//! Run throttle: last-run marker file plus the minimum-interval decision.
//!
//! The marker holds a single integer epoch value, written atomically at the
//! successful completion of a deleting run. When the minimum interval has
//! not elapsed and the run is not forced, the caller must obtain explicit
//! confirmation before proceeding — declining is a normal zero-exit return,
//! never an error.

#![allow(missing_docs)]

use std::fs;
use std::path::{Path, PathBuf};
use std::time::{Duration, SystemTime, UNIX_EPOCH};

use crate::core::errors::{M2jError, Result};

/// Outcome of the throttle check.
#[derive(Debug, Clone, PartialEq, Eq)]
pub enum ThrottleDecision {
    /// Interval elapsed (or no prior run, or forced): run freely.
    Proceed,
    /// Interval not yet elapsed: ask the user before continuing.
    NeedsConfirmation {
        last_run: SystemTime,
        remaining: Duration,
    },
}

/// File-backed throttle for deleting runs.
#[derive(Debug, Clone)]
pub struct RunThrottle {
    marker_path: PathBuf,
    min_interval: Duration,
}

impl RunThrottle {
    #[must_use]
    pub fn new(marker_path: PathBuf, min_interval_days: u64) -> Self {
        Self {
            marker_path,
            min_interval: Duration::from_secs(min_interval_days * 86_400),
        }
    }

    #[must_use]
    pub fn marker_path(&self) -> &Path {
        &self.marker_path
    }

    /// Read the last-run timestamp, if any. A garbled marker reads as
    /// "never ran" rather than blocking the run.
    #[must_use]
    pub fn last_run(&self) -> Option<SystemTime> {
        let raw = fs::read_to_string(&self.marker_path).ok()?;
        let secs: u64 = raw.trim().parse().ok()?;
        Some(UNIX_EPOCH + Duration::from_secs(secs))
    }

    /// Record a successful deleting run at `now`, atomically.
    pub fn record_run(&self, now: SystemTime) -> Result<()> {
        if let Some(parent) = self.marker_path.parent() {
            fs::create_dir_all(parent).map_err(|source| M2jError::Io {
                path: parent.to_path_buf(),
                source,
            })?;
        }
        let secs = now
            .duration_since(UNIX_EPOCH)
            .unwrap_or(Duration::ZERO)
            .as_secs();
        let tmp = self.marker_path.with_extension("tmp");
        fs::write(&tmp, format!("{secs}\n")).map_err(|source| M2jError::Io {
            path: tmp.clone(),
            source,
        })?;
        fs::rename(&tmp, &self.marker_path).map_err(|source| M2jError::Io {
            path: self.marker_path.clone(),
            source,
        })
    }

    /// Decide whether a run may proceed without confirmation.
    #[must_use]
    pub fn should_run(&self, now: SystemTime, forced: bool) -> ThrottleDecision {
        if forced {
            return ThrottleDecision::Proceed;
        }
        let Some(last_run) = self.last_run() else {
            return ThrottleDecision::Proceed;
        };
        let Ok(elapsed) = now.duration_since(last_run) else {
            // Clock went backwards; treat as elapsed rather than locking out.
            return ThrottleDecision::Proceed;
        };
        if elapsed >= self.min_interval {
            ThrottleDecision::Proceed
        } else {
            ThrottleDecision::NeedsConfirmation {
                last_run,
                remaining: self.min_interval - elapsed,
            }
        }
    }
}

#[cfg(test)]
mod tests {
    use super::*;
    use tempfile::TempDir;

    fn throttle(dir: &Path, days: u64) -> RunThrottle {
        RunThrottle::new(dir.join("last-run"), days)
    }

    fn ts(secs: u64) -> SystemTime {
        UNIX_EPOCH + Duration::from_secs(secs)
    }

    #[test]
    fn no_marker_means_proceed() {
        let tmp = TempDir::new().unwrap();
        let t = throttle(tmp.path(), 7);
        assert!(t.last_run().is_none());
        assert_eq!(t.should_run(ts(1_000_000), false), ThrottleDecision::Proceed);
    }

    #[test]
    fn record_and_read_roundtrip() {
        let tmp = TempDir::new().unwrap();
        let t = throttle(tmp.path(), 7);
        t.record_run(ts(1_700_000_000)).unwrap();
        assert_eq!(t.last_run(), Some(ts(1_700_000_000)));

        // Marker content is a single integer epoch value.
        let raw = fs::read_to_string(t.marker_path()).unwrap();
        assert_eq!(raw.trim(), "1700000000");
    }

    #[test]
    fn recent_run_needs_confirmation() {
        // Last run 2 days ago, minimum interval 7 days.
        let tmp = TempDir::new().unwrap();
        let t = throttle(tmp.path(), 7);
        let last = ts(1_700_000_000);
        t.record_run(last).unwrap();

        let now = last + Duration::from_secs(2 * 86_400);
        match t.should_run(now, false) {
            ThrottleDecision::NeedsConfirmation {
                last_run,
                remaining,
            } => {
                assert_eq!(last_run, last);
                assert_eq!(remaining, Duration::from_secs(5 * 86_400));
            }
            ThrottleDecision::Proceed => panic!("expected confirmation gate"),
        }
    }

    #[test]
    fn elapsed_interval_proceeds() {
        let tmp = TempDir::new().unwrap();
        let t = throttle(tmp.path(), 7);
        let last = ts(1_700_000_000);
        t.record_run(last).unwrap();

        let now = last + Duration::from_secs(8 * 86_400);
        assert_eq!(t.should_run(now, false), ThrottleDecision::Proceed);
    }

    #[test]
    fn forced_bypasses_throttle() {
        let tmp = TempDir::new().unwrap();
        let t = throttle(tmp.path(), 7);
        let last = ts(1_700_000_000);
        t.record_run(last).unwrap();

        let now = last + Duration::from_secs(60);
        assert_eq!(t.should_run(now, true), ThrottleDecision::Proceed);
    }

    #[test]
    fn garbled_marker_reads_as_never_ran() {
        let tmp = TempDir::new().unwrap();
        let t = throttle(tmp.path(), 7);
        fs::write(t.marker_path(), "not-a-number").unwrap();
        assert!(t.last_run().is_none());
        assert_eq!(t.should_run(ts(1_000), false), ThrottleDecision::Proceed);
    }

    #[test]
    fn future_marker_does_not_lock_out() {
        let tmp = TempDir::new().unwrap();
        let t = throttle(tmp.path(), 7);
        t.record_run(ts(2_000_000_000)).unwrap();
        assert_eq!(t.should_run(ts(1_000_000_000), false), ThrottleDecision::Proceed);
    }

    #[test]
    fn record_creates_parent_directories() {
        let tmp = TempDir::new().unwrap();
        let t = RunThrottle::new(tmp.path().join("state/nested/last-run"), 7);
        t.record_run(ts(42)).unwrap();
        assert!(t.marker_path().exists());
    }
}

* * * * * * *

Your response should consist of the listing, reproduced exactly.

**SOLUTION FOR THIS EXERCISE**
//! Run throttle: last-run marker file plus the minimum-interval decision.
//!
//! The marker holds a single integer epoch value, written atomically at the
//! successful completion of a deleting run. When the minimum interval has
//! not elapsed and the run is not forced, the caller must obtain explicit
//! confirmation before proceeding — declining is a normal zero-exit return,
//! never an error.

#![allow(missing_docs)]

use std::fs;
use std::path::{Path, PathBuf};
use std::time::{Duration, SystemTime, UNIX_EPOCH};

use crate::core::errors::{M2jError, Result};

/// Outcome of the throttle check.
#[derive(Debug, Clone, PartialEq, Eq)]
pub enum ThrottleDecision {
    /// Interval elapsed (or no prior run, or forced): run freely.
    Proceed,
    /// Interval not yet elapsed: ask the user before continuing.
    NeedsConfirmation {
        last_run: SystemTime,
        remaining: Duration,
    },
}

/// File-backed throttle for deleting runs.
#[derive(Debug, Clone)]
pub struct RunThrottle {
    marker_path: PathBuf,
    min_interval: Duration,
}

impl RunThrottle {
    #[must_use]
    pub fn new(marker_path: PathBuf, min_interval_days: u64) -> Self {
        Self {
            marker_path,
            min_interval: Duration::from_secs(min_interval_days * 86_400),
        }
    }

    #[must_use]
    pub fn marker_path(&self) -> &Path {
        &self.marker_path
    }

    /// Read the last-run timestamp, if any. A garbled marker reads as
    /// "never ran" rather than blocking the run.
    #[must_use]
    pub fn last_run(&self) -> Option<SystemTime> {
        let raw = fs::read_to_string(&self.marker_path).ok()?;
        let secs: u64 = raw.trim().parse().ok()?;
        Some(UNIX_EPOCH + Duration::from_secs(secs))
    }

    /// Record a successful deleting run at `now`, atomically.
    pub fn record_run(&self, now: SystemTime) -> Result<()> {
        if let Some(parent) = self.marker_path.parent() {
            fs::create_dir_all(parent).map_err(|source| M2jError::Io {
                path: parent.to_path_buf(),
                source,
            })?;
        }
        let secs = now
            .duration_since(UNIX_EPOCH)
            .unwrap_or(Duration::ZERO)
            .as_secs();
        let tmp = self.marker_path.with_extension("tmp");
        fs::write(&tmp, format!("{secs}\n")).map_err(|source| M2jError::Io {
            path: tmp.clone(),
            source,
        })?;
        fs::rename(&tmp, &self.marker_path).map_err(|source| M2jError::Io {
            path: self.marker_path.clone(),
            source,
        })
    }

    /// Decide whether a run may proceed without confirmation.
    #[must_use]
    pub fn should_run(&self, now: SystemTime, forced: bool) -> ThrottleDecision {
        if forced {
            return ThrottleDecision::Proceed;
        }
        let Some(last_run) = self.last_run() else {
            return ThrottleDecision::Proceed;
        };
        let Ok(elapsed) = now.duration_since(last_run) else {
            // Clock went backwards; treat as elapsed rather than locking out.
            return ThrottleDecision::Proceed;
        };
        if elapsed >= self.min_interval {
            ThrottleDecision::Proceed
        } else {
            ThrottleDecision::NeedsConfirmation {
                last_run,
                remaining: self.min_interval - elapsed,
            }
        }
    }
}

#[cfg(test)]
mod tests {
    use super::*;
    use tempfile::TempDir;

    fn throttle(dir: &Path, days: u64) -> RunThrottle {
        RunThrottle::new(dir.join("last-run"), days)
    }

    fn ts(secs: u64) -> SystemTime {
        UNIX_EPOCH + Duration::from_secs(secs)
    }

    #[test]
    fn no_marker_means_proceed() {
        let tmp = TempDir::new().unwrap();
        let t = throttle(tmp.path(), 7);
        assert!(t.last_run().is_none());
        assert_eq!(t.should_run(ts(1_000_000), false), ThrottleDecision::Proceed);
    }

    #[test]
    fn record_and_read_roundtrip() {
        let tmp = TempDir::new().unwrap();
        let t = throttle(tmp.path(), 7);
        t.record_run(ts(1_700_000_000)).unwrap();
        assert_eq!(t.last_run(), Some(ts(1_700_000_000)));

        // Marker content is a single integer epoch value.
        let raw = fs::read_to_string(t.marker_path()).unwrap();
        assert_eq!(raw.trim(), "1700000000");
    }

    #[test]
    fn recent_run_needs_confirmation() {
        // Last run 2 days ago, minimum interval 7 days.
        let tmp = TempDir::new().unwrap();
        let t = throttle(tmp.path(), 7);
        let last = ts(1_700_000_000);
        t.record_run(last).unwrap();

        let now = last + Duration::from_secs(2 * 86_400);
        match t.should_run(now, false) {
            ThrottleDecision::NeedsConfirmation {
                last_run,
                remaining,
            } => {
                assert_eq!(last_run, last);
                assert_eq!(remaining, Duration::from_secs(5 * 86_400));
            }
            ThrottleDecision::Proceed => panic!("expected confirmation gate"),
        }
    }

    #[test]
    fn elapsed_interval_proceeds() {
        let tmp = TempDir::new().unwrap();
        let t = throttle(tmp.path(), 7);
        let last = ts(1_700_000_000);
        t.record_run(last).unwrap();

        let now = last + Duration::from_secs(8 * 86_400);
        assert_eq!(t.should_run(now, false), ThrottleDecision::Proceed);
    }

    #[test]
    fn forced_bypasses_throttle() {
        let tmp = TempDir::new().unwrap();
        let t = throttle(tmp.path(), 7);
        let last = ts(1_700_000_000);
        t.record_run(last).unwrap();

        let now = last + Duration::from_secs(60);
        assert_eq!(t.should_run(now, true), ThrottleDecision::Proceed);
    }

    #[test]
    fn garbled_marker_reads_as_never_ran() {
        let tmp = TempDir::new().unwrap();
        let t = throttle(tmp.path(), 7);
        fs::write(t.marker_path(), "not-a-number").unwrap();
        assert!(t.last_run().is_none());
        assert_eq!(t.should_run(ts(1_000), false), ThrottleDecision::Proceed);
    }

    #[test]
    fn future_marker_does_not_lock_out() {
        let tmp = TempDir::new().unwrap();
        let t = throttle(tmp.path(), 7);
        t.record_run(ts(2_000_000_000)).unwrap();
        assert_eq!(t.should_run(ts(1_000_000_000), false), ThrottleDecision::Proceed);
    }

    #[test]
    fn record_creates_parent_directories() {
        let tmp = TempDir::new().unwrap();
        let t = RunThrottle::new(tmp.path().join("state/nested/last-run"), 7);
        t.record_run(ts(42)).unwrap();
        assert!(t.marker_path().exists());
    }
}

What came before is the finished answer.